Ennesima vittima del divorzificio
Ancora un suicidio di papà, 100 ogni anno in Italia.
Salvatore Collodoro, sessantenne, disoccupato, non ha retto. Il figlio lo trova impiccato. Sul tavolo un biglietto.
«Non ce la faccio più. Senza lavoro, senza la mia famiglia.
Non voglio finire sulla strada».
Lui e suo fratello, hanno cercato in tutti i modi di stare vicini al padre in questi anni. Tuttavia, appena il giovane di 25 anni ha aperto la porta si è trovato di fronte una tragedia da lasciare senza fiato. Il padre Salvatore si era impiccato in salotto. La casa in disordine. E sul tavolo un biglietto: «Scusate. Sono stanco, non ce la faccio più a vivere così. Senza lavoro, senza la mia famiglia, con lo sfratto. Non voglio finire sulla strada». Poi ha lasciato un bacio per iscritto alla moglie e ai due figli. Sul posto sono arrivati i carabinieri, il medico legale e successivamente i necrofori che hanno trasportato la salma in obitorio, a disposizione dell’autorità giudiziaria.

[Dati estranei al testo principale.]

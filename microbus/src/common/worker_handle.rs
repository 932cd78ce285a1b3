/*
 * Copyright (c) 2024. Govcraft
 *
 * Licensed under either of
 *   * Apache License, Version 2.0 (the "License");
 *     you may not use this file except in compliance with the License.
 *     You may obtain a copy of the License at http://www.apache.org/licenses/LICENSE-2.0
 *   * MIT license: http://opensource.org/licenses/MIT
 *
 * Unless required by applicable law or agreed to in writing, software
 * distributed under the License is distributed on an "AS IS" BASIS,
 * WITHOUT WARRANTIES OR CONDITIONS OF ANY KIND, either express or implied.
 * See the applicable License for the specific language governing permissions and
 * limitations under that License.
 */

use std::fmt;
use std::hash::{Hash, Hasher};
use std::time::Duration;

use async_trait::async_trait;
use tokio_util::sync::CancellationToken;
use tokio_util::task::TaskTracker;
use tracing::{instrument, trace};

use crate::traits::WorkerHandleInterface;
use crate::worker::WorkerId;

/// A cloneable reference to a started worker.
///
/// The handle does not keep the worker alive; it only lets others terminate
/// it and wait for it. Handles compare equal when they refer to the same worker.
#[derive(Clone)]
pub struct WorkerHandle {
    pub(crate) id: WorkerId,
    pub(crate) cancellation_token: CancellationToken,
    pub(crate) tracker: TaskTracker,
    pub(crate) stop_timeout: Duration,
}

impl WorkerHandle {
    pub(crate) fn new(id: WorkerId, cancellation_token: CancellationToken, stop_timeout: Duration) -> Self {
        Self {
            id,
            cancellation_token,
            tracker: TaskTracker::new(),
            stop_timeout,
        }
    }
}

impl fmt::Debug for WorkerHandle {
    fn fmt(&self, f: &mut fmt::Formatter<'_>) -> fmt::Result {
        f.debug_struct("WorkerHandle")
            .field("id", &self.id)
            .field("terminated", &self.cancellation_token.is_cancelled())
            .field("running", &!self.tracker.is_empty())
            .finish()
    }
}

impl PartialEq for WorkerHandle {
    fn eq(&self, other: &Self) -> bool {
        self.id == other.id
    }
}

impl Eq for WorkerHandle {}

impl Hash for WorkerHandle {
    fn hash<H: Hasher>(&self, state: &mut H) {
        self.id.hash(state);
    }
}

#[async_trait]
impl WorkerHandleInterface for WorkerHandle {
    #[inline]
    fn id(&self) -> &WorkerId {
        &self.id
    }

    fn terminate(&self) {
        if !self.cancellation_token.is_cancelled() {
            trace!(worker = %self.id, "termination requested");
            self.cancellation_token.cancel();
        }
    }

    #[inline]
    fn is_terminated(&self) -> bool {
        self.cancellation_token.is_cancelled()
    }

    async fn join(&self) {
        self.tracker.wait().await;
    }

    #[instrument(skip(self))]
    async fn stop(&self) -> anyhow::Result<()> {
        self.terminate();
        if tokio::time::timeout(self.stop_timeout, self.join()).await.is_err() {
            return Err(anyhow::anyhow!(
                "worker {} did not stop within {:?}",
                self.id,
                self.stop_timeout
            ));
        }
        trace!(worker = %self.id, "worker stopped");
        Ok(())
    }
}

Ma che si tratti di un suicidio non c’è alcun dubbio per militari e magistrato. Suicidio legato, tra l’altro, proprio allo sfratto che l’uomo considerava probabilmente l’ennesimo fallimento della propria vita. I figli, tuttavia, l’avevano convinto a trasferirsi temporaneamente da loro. Ed era pronta anche una soluzione temporanea, in attesa che il Comune gli desse un tetto. Sempre i figli avevano insistito perché presentasse domanda per un alloggio pubblico. Cosa che aveva fatto.
Ma l’uomo non ne voleva sapere: si è lasciato andare. E lo sfratto è stato un tremendo pretesto. Collodoro, originario di Caltanissetta, fino a qualche anno fa aveva lavorato come procacciatore d’affari nel campo dell’abbigliamento. Sposato e successivamente divorziato, aveva avuto due figli con i quali aveva mantenuto un buon rapporto.